**EXERCISE BRIEF:** In the records below, find every line with the word "AppState" and copy it.

BEGIN RECORDS FOR THE TASK

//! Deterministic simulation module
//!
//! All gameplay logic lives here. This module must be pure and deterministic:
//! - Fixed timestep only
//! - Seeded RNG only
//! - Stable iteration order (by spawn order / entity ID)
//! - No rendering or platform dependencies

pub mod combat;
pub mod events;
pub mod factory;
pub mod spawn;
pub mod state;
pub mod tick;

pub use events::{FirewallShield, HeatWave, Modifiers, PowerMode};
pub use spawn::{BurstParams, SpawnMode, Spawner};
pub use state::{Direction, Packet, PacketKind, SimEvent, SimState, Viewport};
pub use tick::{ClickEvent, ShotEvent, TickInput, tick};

END RECORDS FOR THE TASK
BEGIN RECORDS FOR THE TASK

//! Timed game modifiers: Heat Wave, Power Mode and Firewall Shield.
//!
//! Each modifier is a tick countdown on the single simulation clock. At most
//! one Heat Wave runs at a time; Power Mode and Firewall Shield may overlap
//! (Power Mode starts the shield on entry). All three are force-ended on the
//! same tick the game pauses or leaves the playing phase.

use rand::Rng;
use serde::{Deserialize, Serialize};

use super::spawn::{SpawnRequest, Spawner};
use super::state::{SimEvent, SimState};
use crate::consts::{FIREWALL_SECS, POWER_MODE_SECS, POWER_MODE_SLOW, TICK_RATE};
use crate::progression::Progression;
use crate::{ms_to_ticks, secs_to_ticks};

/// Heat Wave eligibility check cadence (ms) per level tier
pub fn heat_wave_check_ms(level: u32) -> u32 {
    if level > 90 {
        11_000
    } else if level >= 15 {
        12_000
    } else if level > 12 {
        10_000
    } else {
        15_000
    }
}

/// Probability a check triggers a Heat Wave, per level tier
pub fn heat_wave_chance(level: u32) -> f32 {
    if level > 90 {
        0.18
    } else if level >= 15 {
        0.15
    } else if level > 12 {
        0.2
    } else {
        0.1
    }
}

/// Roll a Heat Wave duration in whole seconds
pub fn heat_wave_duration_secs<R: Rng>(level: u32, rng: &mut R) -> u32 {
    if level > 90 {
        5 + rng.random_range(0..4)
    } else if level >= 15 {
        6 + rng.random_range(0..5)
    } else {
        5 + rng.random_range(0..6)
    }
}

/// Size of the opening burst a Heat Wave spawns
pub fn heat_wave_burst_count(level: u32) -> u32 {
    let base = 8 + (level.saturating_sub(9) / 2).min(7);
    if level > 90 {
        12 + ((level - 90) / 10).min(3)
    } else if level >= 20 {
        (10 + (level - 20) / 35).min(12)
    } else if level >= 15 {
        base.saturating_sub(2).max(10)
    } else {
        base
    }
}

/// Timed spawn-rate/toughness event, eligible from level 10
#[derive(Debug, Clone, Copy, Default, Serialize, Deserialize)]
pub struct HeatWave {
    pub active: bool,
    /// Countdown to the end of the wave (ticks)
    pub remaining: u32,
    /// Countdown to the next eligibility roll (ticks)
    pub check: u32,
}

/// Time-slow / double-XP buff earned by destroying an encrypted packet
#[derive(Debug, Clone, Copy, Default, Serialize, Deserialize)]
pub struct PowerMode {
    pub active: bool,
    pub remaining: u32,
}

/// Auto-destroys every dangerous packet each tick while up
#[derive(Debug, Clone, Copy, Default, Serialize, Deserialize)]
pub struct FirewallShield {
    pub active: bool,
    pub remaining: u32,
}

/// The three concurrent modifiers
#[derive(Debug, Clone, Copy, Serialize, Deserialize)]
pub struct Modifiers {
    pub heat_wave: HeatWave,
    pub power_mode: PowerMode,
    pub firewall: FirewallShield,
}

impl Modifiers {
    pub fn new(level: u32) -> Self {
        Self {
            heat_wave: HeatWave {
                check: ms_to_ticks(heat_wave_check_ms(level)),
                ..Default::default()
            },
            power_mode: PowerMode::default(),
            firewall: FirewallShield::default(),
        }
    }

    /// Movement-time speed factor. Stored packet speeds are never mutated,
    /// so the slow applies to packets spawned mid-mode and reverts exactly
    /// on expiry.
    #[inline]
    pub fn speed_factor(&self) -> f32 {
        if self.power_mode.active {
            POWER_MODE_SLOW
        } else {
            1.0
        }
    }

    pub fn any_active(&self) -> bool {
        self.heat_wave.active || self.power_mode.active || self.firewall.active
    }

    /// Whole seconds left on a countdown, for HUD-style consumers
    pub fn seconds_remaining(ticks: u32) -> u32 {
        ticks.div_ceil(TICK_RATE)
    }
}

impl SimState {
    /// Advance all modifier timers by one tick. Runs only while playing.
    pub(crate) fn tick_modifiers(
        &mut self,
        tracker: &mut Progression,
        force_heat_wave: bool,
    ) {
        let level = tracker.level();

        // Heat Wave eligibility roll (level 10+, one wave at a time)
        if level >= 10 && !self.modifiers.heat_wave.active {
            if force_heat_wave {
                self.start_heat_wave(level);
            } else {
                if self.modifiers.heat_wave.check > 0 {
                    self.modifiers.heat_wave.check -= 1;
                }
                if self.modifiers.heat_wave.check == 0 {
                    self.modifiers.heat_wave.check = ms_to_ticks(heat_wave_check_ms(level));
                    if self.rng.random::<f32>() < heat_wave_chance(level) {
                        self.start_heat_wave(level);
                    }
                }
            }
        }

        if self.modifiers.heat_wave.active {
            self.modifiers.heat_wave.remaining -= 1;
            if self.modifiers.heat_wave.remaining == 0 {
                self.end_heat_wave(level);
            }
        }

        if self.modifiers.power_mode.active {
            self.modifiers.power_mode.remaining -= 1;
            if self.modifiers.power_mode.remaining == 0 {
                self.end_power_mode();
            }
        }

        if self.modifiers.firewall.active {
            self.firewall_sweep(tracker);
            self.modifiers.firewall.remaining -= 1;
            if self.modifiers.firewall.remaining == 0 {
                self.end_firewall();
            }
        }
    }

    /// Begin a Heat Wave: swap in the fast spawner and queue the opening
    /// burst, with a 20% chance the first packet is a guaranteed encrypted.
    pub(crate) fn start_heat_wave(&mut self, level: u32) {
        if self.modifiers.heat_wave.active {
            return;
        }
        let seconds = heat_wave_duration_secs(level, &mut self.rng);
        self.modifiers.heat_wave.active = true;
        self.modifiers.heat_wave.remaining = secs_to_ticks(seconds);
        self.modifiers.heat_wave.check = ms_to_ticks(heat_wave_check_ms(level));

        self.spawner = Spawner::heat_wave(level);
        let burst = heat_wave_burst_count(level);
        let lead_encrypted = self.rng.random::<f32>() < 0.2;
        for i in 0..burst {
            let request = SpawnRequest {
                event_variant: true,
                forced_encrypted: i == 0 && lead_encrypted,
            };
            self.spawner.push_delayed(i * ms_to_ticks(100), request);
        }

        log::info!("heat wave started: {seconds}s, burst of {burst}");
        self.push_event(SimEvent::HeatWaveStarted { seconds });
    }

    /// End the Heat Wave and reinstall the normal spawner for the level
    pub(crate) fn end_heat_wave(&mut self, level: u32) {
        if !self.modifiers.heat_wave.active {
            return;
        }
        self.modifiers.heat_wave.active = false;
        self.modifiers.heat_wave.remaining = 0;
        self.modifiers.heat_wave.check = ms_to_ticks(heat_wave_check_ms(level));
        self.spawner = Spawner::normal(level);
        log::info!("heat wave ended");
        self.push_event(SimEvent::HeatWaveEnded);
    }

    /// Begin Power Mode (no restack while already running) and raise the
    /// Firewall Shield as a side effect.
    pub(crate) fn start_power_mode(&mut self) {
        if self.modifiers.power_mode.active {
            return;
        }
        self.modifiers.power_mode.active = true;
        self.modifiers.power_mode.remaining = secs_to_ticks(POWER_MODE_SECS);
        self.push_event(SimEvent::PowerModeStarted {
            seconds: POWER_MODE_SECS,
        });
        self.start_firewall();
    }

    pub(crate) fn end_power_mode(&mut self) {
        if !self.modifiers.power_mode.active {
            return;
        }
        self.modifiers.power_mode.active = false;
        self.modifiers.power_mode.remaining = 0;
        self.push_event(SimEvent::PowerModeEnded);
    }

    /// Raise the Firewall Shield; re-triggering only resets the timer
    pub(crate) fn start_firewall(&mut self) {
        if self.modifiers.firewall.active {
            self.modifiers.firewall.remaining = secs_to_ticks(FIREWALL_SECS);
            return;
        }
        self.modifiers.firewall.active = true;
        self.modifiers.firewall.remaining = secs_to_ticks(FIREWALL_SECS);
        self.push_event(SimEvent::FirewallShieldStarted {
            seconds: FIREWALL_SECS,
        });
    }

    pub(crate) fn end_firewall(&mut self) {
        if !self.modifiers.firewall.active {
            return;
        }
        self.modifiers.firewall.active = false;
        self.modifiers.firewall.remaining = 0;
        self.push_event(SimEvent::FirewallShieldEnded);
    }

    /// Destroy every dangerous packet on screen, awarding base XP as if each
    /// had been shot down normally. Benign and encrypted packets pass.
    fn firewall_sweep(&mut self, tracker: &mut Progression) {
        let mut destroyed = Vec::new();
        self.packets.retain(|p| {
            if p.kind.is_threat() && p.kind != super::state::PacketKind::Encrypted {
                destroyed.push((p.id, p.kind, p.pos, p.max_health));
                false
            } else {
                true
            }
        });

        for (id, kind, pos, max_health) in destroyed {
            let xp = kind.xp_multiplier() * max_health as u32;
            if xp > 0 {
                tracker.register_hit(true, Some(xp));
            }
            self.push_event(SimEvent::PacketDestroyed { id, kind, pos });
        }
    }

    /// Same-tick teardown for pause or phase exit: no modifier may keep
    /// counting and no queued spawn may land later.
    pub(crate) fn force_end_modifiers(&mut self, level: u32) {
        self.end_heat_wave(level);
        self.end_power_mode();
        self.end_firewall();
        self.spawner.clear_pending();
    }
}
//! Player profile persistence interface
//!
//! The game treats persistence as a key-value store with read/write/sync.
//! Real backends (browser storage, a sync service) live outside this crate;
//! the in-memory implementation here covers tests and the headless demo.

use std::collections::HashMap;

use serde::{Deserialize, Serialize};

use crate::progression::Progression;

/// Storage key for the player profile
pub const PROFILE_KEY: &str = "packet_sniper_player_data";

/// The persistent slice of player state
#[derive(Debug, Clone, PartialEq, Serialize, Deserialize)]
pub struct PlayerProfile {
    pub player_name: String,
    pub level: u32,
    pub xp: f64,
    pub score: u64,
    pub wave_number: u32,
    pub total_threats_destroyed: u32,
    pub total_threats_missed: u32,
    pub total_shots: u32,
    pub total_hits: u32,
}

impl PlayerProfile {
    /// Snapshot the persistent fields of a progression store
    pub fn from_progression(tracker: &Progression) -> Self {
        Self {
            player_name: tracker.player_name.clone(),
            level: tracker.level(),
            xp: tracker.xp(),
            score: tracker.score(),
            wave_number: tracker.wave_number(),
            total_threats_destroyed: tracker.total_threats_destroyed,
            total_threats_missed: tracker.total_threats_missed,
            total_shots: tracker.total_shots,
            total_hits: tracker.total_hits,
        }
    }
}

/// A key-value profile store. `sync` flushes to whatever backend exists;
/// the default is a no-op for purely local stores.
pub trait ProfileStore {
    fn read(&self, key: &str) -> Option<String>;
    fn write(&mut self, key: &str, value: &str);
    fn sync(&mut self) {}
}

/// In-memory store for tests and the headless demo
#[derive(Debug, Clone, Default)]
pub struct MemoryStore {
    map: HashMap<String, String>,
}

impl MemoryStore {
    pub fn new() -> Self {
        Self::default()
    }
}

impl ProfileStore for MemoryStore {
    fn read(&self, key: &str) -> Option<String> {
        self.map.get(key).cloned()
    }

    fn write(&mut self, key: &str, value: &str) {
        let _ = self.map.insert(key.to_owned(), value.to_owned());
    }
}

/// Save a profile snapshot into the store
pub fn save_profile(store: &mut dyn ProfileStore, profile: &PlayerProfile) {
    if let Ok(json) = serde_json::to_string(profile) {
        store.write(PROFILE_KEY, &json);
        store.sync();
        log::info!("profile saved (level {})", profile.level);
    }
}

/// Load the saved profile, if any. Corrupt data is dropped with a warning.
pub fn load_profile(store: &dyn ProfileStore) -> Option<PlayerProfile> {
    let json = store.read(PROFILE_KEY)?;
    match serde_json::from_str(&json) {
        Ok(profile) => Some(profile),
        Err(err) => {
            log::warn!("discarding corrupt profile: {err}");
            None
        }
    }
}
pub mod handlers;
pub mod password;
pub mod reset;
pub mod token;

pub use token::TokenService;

END RECORDS FOR THE TASK
BEGIN RECORDS FOR THE TASK

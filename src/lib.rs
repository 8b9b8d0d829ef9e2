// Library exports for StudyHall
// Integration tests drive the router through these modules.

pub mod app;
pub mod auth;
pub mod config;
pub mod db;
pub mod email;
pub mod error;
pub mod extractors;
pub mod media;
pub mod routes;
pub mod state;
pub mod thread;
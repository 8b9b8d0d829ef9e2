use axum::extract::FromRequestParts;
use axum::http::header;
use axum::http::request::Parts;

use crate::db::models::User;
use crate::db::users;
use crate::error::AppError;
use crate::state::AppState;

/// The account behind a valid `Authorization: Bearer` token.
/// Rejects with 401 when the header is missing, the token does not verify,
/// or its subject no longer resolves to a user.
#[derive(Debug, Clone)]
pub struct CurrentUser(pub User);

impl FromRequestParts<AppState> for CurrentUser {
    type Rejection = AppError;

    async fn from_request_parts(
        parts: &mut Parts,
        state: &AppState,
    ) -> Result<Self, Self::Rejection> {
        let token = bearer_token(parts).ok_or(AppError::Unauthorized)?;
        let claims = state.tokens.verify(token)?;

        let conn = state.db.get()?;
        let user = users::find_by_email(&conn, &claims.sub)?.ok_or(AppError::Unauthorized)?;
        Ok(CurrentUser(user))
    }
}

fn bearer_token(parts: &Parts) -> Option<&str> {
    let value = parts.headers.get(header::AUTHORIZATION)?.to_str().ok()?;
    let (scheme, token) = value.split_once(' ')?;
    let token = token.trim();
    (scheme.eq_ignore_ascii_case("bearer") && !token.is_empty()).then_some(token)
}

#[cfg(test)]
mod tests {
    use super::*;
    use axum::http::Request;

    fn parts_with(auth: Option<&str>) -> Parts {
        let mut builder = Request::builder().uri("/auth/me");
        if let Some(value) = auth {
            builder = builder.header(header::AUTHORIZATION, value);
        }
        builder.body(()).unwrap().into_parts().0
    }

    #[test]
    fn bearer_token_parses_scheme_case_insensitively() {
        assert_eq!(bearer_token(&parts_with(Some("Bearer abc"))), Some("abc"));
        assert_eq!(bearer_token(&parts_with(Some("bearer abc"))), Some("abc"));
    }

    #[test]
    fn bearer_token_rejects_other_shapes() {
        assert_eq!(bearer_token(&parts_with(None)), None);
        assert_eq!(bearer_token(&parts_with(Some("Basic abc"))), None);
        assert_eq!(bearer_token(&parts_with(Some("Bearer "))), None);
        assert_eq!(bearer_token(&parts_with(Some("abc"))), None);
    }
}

END RECORDS FOR THE TASK

**YOUR RESPONSE:**
use crate::state::AppState;
impl FromRequestParts<AppState> for CurrentUser {
        state: &AppState,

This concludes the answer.